Panel 1 (Left): QQ Plot of Residuals for Negative Binomial Model This panel compares the distribution of simulated residuals to what we’d expect under a perfectly fitting model. KS test (Kolmogorov-Smirnov test): p = 0.02974 → this is statistically significant at the 0.05 level. ❗ This indicates non-uniformity in residuals — i.e., the residuals do not match the expected distribution. Conclusion: There is some systematic deviation, possibly suggesting model misspecification (e.g., wrong functional form, missing predictors, etc.). Dispersion test (p = 0.4): ✅ Not significant → the variance of the residuals is appropriate. No overdispersion or underdispersion is detected. Outlier test (p = 0.7): ✅ Not significant → no evidence of extreme outliers beyond expectation.

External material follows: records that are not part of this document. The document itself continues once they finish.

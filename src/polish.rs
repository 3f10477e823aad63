//! Manual-mode assistant replies: chat text with optional field edits
//! wrapped in `<content>`, `<title>` and `<tags>` blocks

use once_cell::sync::Lazy;
use regex::Regex;

use crate::chat::Draft;

static CONTENT_BLOCK: Lazy<Regex> = Lazy::new(|| block_pattern("content"));
static POLISHED_BLOCK: Lazy<Regex> = Lazy::new(|| block_pattern("polished"));
static TITLE_BLOCK: Lazy<Regex> = Lazy::new(|| block_pattern("title"));
static TAGS_BLOCK: Lazy<Regex> = Lazy::new(|| block_pattern("tags"));
static ANY_BLOCK: Lazy<Regex> = Lazy::new(|| {
    Regex::new(r"<(content|polished|title|tags)>[\s\S]*?</(?:content|polished|title|tags)>").expect("valid block pattern")
});

fn block_pattern(tag: &str) -> Regex {
    Regex::new(&format!(r"<{tag}>([\s\S]*?)</{tag}>", tag = tag)).expect("valid block pattern")
}

/// One field edit proposed by the assistant
#[derive(Debug, Clone, PartialEq)]
pub enum PolishField {
    Content(String),
    Title(String),
    Tags(Vec<String>),
}

/// Field edits found in a reply, in content/title/tags order.
/// `<polished>` is an older name for `<content>`; `<content>` wins when both appear.
pub fn extract_fields(reply: &str) -> Vec<PolishField> {
    let mut fields = Vec::new();

    let content = capture(&CONTENT_BLOCK, reply).or_else(|| capture(&POLISHED_BLOCK, reply));
    if let Some(content) = content {
        fields.push(PolishField::Content(content));
    }
    if let Some(title) = capture(&TITLE_BLOCK, reply) {
        fields.push(PolishField::Title(title));
    }
    if let Some(tags) = capture(&TAGS_BLOCK, reply) {
        let tags = tags
            .split(',')
            .map(|t| t.trim().to_string())
            .filter(|t| !t.is_empty())
            .collect();
        fields.push(PolishField::Tags(tags));
    }

    fields
}

fn capture(pattern: &Regex, text: &str) -> Option<String> {
    pattern
        .captures(text)
        .and_then(|caps| caps.get(1))
        .map(|m| m.as_str().trim().to_string())
}

/// The conversational part of a reply, with every field block removed
pub fn display_text(reply: &str) -> String {
    ANY_BLOCK.replace_all(reply, "").trim().to_string()
}

/// Parsed assistant reply
#[derive(Debug, Clone, PartialEq)]
pub struct PolishUpdate {
    pub message: String,
    pub fields: Vec<PolishField>,
}

impl PolishUpdate {
    pub fn parse(reply: &str) -> Self {
        Self {
            message: display_text(reply),
            fields: extract_fields(reply),
        }
    }

    pub fn has_changes(&self) -> bool {
        !self.fields.is_empty()
    }

    /// Apply every proposed edit to the draft
    pub fn apply(&self, draft: &mut Draft) {
        for field in &self.fields {
            match field {
                PolishField::Content(content) => draft.content = content.clone(),
                PolishField::Title(title) => draft.title = title.clone(),
                PolishField::Tags(tags) => draft.tags = tags.clone(),
            }
        }
    }
}

#[cfg(test)]
mod tests {
    use super::*;

    #[test]
    fn test_extracts_all_fields() {
        let reply = "Here you go:\n<title>The Longest Night</title>\n<content>\n<p>It rained.</p>\n</content>\n<tags>rain, night , ,sleep</tags>";
        assert_eq!(
            extract_fields(reply),
            vec![
                PolishField::Content("<p>It rained.</p>".into()),
                PolishField::Title("The Longest Night".into()),
                PolishField::Tags(vec!["rain".into(), "night".into(), "sleep".into()]),
            ]
        );
        assert_eq!(display_text(reply), "Here you go:");
    }

    #[test]
    fn test_polished_is_a_content_synonym() {
        assert_eq!(extract_fields("<polished>old style</polished>"), vec![PolishField::Content("old style".into())]);
        assert_eq!(
            extract_fields("<polished>old</polished><content>new</content>"),
            vec![PolishField::Content("new".into())]
        );
    }

    #[test]
    fn test_plain_reply_has_no_changes() {
        let update = PolishUpdate::parse("Maybe call it \"Quiet Sunday\"?");
        assert!(!update.has_changes());
        assert_eq!(update.message, "Maybe call it \"Quiet Sunday\"?");
    }

    #[test]
    fn test_apply_to_draft() {
        let mut draft = Draft { title: "Old".into(), content: "<p>old</p>".into(), ..Default::default() };
        PolishUpdate::parse("<title>New</title>").apply(&mut draft);
        assert_eq!(draft.title, "New");
        assert_eq!(draft.content, "<p>old</p>");
    }
}
use serde::{Deserialize, Serialize};
use serde_json::Value;

use crate::error::{Error, Result};

pub const TEMPERATURE: f64 = 0.7;

// ============ Messages ============

#[derive(Debug, Clone, Copy, PartialEq, Eq, Serialize, Deserialize)]
#[serde(rename_all = "lowercase")]
pub enum Role {
    System,
    User,
    Assistant,
}

#[derive(Debug, Clone, PartialEq, Serialize, Deserialize)]
pub struct ImageUrl {
    pub url: String,                // data URL
}

/// One piece of a multimodal message
#[derive(Debug, Clone, PartialEq, Serialize, Deserialize)]
#[serde(tag = "type", rename_all = "snake_case")]
pub enum ContentPart {
    Text { text: String },
    ImageUrl { image_url: ImageUrl },
}

#[derive(Debug, Clone, PartialEq, Serialize, Deserialize)]
#[serde(untagged)]
pub enum MessageContent {
    Text(String),
    Parts(Vec<ContentPart>),
}

impl MessageContent {
    /// Text of the message; multimodal parts contribute their text pieces
    pub fn as_text(&self) -> String {
        match self {
            MessageContent::Text(text) => text.clone(),
            MessageContent::Parts(parts) => parts
                .iter()
                .filter_map(|p| match p {
                    ContentPart::Text { text } => Some(text.as_str()),
                    ContentPart::ImageUrl { .. } => None,
                })
                .collect::<Vec<_>>()
                .join("\n"),
        }
    }
}

/// Chat message in the OpenAI wire shape, the lingua franca between composer and providers
#[derive(Debug, Clone, PartialEq, Serialize, Deserialize)]
pub struct ApiMessage {
    pub role: Role,
    pub content: MessageContent,
}

impl ApiMessage {
    pub fn new(role: Role, text: impl Into<String>) -> Self {
        Self {
            role,
            content: MessageContent::Text(text.into()),
        }
    }

    pub fn system(text: impl Into<String>) -> Self {
        Self::new(Role::System, text)
    }

    pub fn user(text: impl Into<String>) -> Self {
        Self::new(Role::User, text)
    }

    pub fn assistant(text: impl Into<String>) -> Self {
        Self::new(Role::Assistant, text)
    }

    pub fn with_parts(role: Role, parts: Vec<ContentPart>) -> Self {
        Self {
            role,
            content: MessageContent::Parts(parts),
        }
    }
}

// ============ Requests ============

#[derive(Debug, Serialize)]
pub struct ChatCompletionRequest<'a> {
    pub model: &'a str,
    pub messages: &'a [ApiMessage],
    pub temperature: f64,
}

/// Strip a trailing `/` and then a trailing `/v1`, so both
/// `https://host/v1` and `https://host` resolve to the same root
pub fn normalize_base_url(base_url: &str) -> &str {
    let trimmed = base_url.strip_suffix('/').unwrap_or(base_url);
    trimmed.strip_suffix("/v1").unwrap_or(trimmed)
}

pub fn chat_completions_url(base_url: &str) -> String {
    format!("{}/v1/chat/completions", normalize_base_url(base_url))
}

/// Model listing endpoints in the order they are tried
pub fn model_list_candidates(base_url: &str) -> Vec<String> {
    let root = normalize_base_url(base_url);
    vec![format!("{}/v1/models", root), format!("{}/models", root)]
}

// ============ Responses ============

#[derive(Debug, Default, Deserialize)]
pub struct ChatCompletionResponse {
    #[serde(default)]
    pub choices: Vec<Choice>,
    #[serde(default)]
    pub error: Option<Value>,
}

#[derive(Debug, Deserialize)]
pub struct Choice {
    #[serde(default)]
    pub message: Option<ResponseMessage>,
}

#[derive(Debug, Deserialize)]
pub struct ResponseMessage {
    #[serde(default)]
    pub content: Option<String>,
}

impl ChatCompletionResponse {
    /// A 200 response can still carry an `error` object
    pub fn error_message(&self) -> Option<String> {
        let error = self.error.as_ref().filter(|e| !e.is_null())?;
        Some(
            error
                .get("message")
                .and_then(Value::as_str)
                .map(str::to_string)
                .unwrap_or_else(|| error.to_string()),
        )
    }

    pub fn into_text(self) -> Result<String> {
        if let Some(message) = self.error_message() {
            return Err(Error::Http {
                provider: "OpenAI".to_string(),
                status: 200,
                body: message,
            });
        }

        self.choices
            .into_iter()
            .next()
            .and_then(|c| c.message)
            .and_then(|m| m.content)
            .ok_or_else(|| Error::Parse("Invalid API response: no choices[0].message.content".to_string()))
    }
}

#[cfg(test)]
mod tests {
    use super::*;
    use serde_json::json;

    #[test]
    fn test_normalize_base_url() {
        assert_eq!(normalize_base_url("https://api.openai.com/v1"), "https://api.openai.com");
        assert_eq!(normalize_base_url("https://api.openai.com/v1/"), "https://api.openai.com");
        assert_eq!(normalize_base_url("https://api.deepseek.com"), "https://api.deepseek.com");
        assert_eq!(chat_completions_url("http://localhost:11434/"), "http://localhost:11434/v1/chat/completions");
        assert_eq!(
            model_list_candidates("https://proxy.example/v1"),
            vec!["https://proxy.example/v1/models", "https://proxy.example/models"]
        );
    }

    #[test]
    fn test_multimodal_message_wire_shape() {
        let msg = ApiMessage::with_parts(
            Role::User,
            vec![
                ContentPart::Text { text: " ".into() },
                ContentPart::ImageUrl { image_url: ImageUrl { url: "data:image/png;base64,AAAA".into() } },
            ],
        );
        let wire = serde_json::to_value(&msg).unwrap();
        assert_eq!(
            wire,
            json!({
                "role": "user",
                "content": [
                    { "type": "text", "text": " " },
                    { "type": "image_url", "image_url": { "url": "data:image/png;base64,AAAA" } }
                ]
            })
        );
        let back: ApiMessage = serde_json::from_value(wire).unwrap();
        assert_eq!(back, msg);
    }

    #[test]
    fn test_error_object_in_success_body() {
        let body: ChatCompletionResponse =
            serde_json::from_value(json!({ "error": { "message": "model not found" } })).unwrap();
        let err = body.into_text().unwrap_err();
        assert!(err.to_string().contains("model not found"));
    }

    #[test]
    fn test_missing_choices_is_parse_error() {
        let body: ChatCompletionResponse = serde_json::from_value(json!({ "choices": [] })).unwrap();
        assert!(matches!(body.into_text(), Err(Error::Parse(_))));
    }
}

Panel 2 (Right): Residuals vs. Predicted Values for Negative Binomial Model This panel plots DHARMa residuals against predicted values. Red curves represent quantile deviations (like a nonparametric confidence band). ❗ The residuals deviate systematically from what is expected under the null hypothesis of perfect fit. ❗ Combined adjusted quantile test significant” means: The model shows non-random patterns in the residuals. Likely indicates nonlinearity or misspecification (e.g., maybe the model needs interaction terms, a different predictor form, or additional covariates).

# For lagged model
sim2 <- simulateResiduals(nb_model_lag)
plot(sim2)

For the Lagged NB Model:

Here again there does not seem to be any issues related to Dispersion.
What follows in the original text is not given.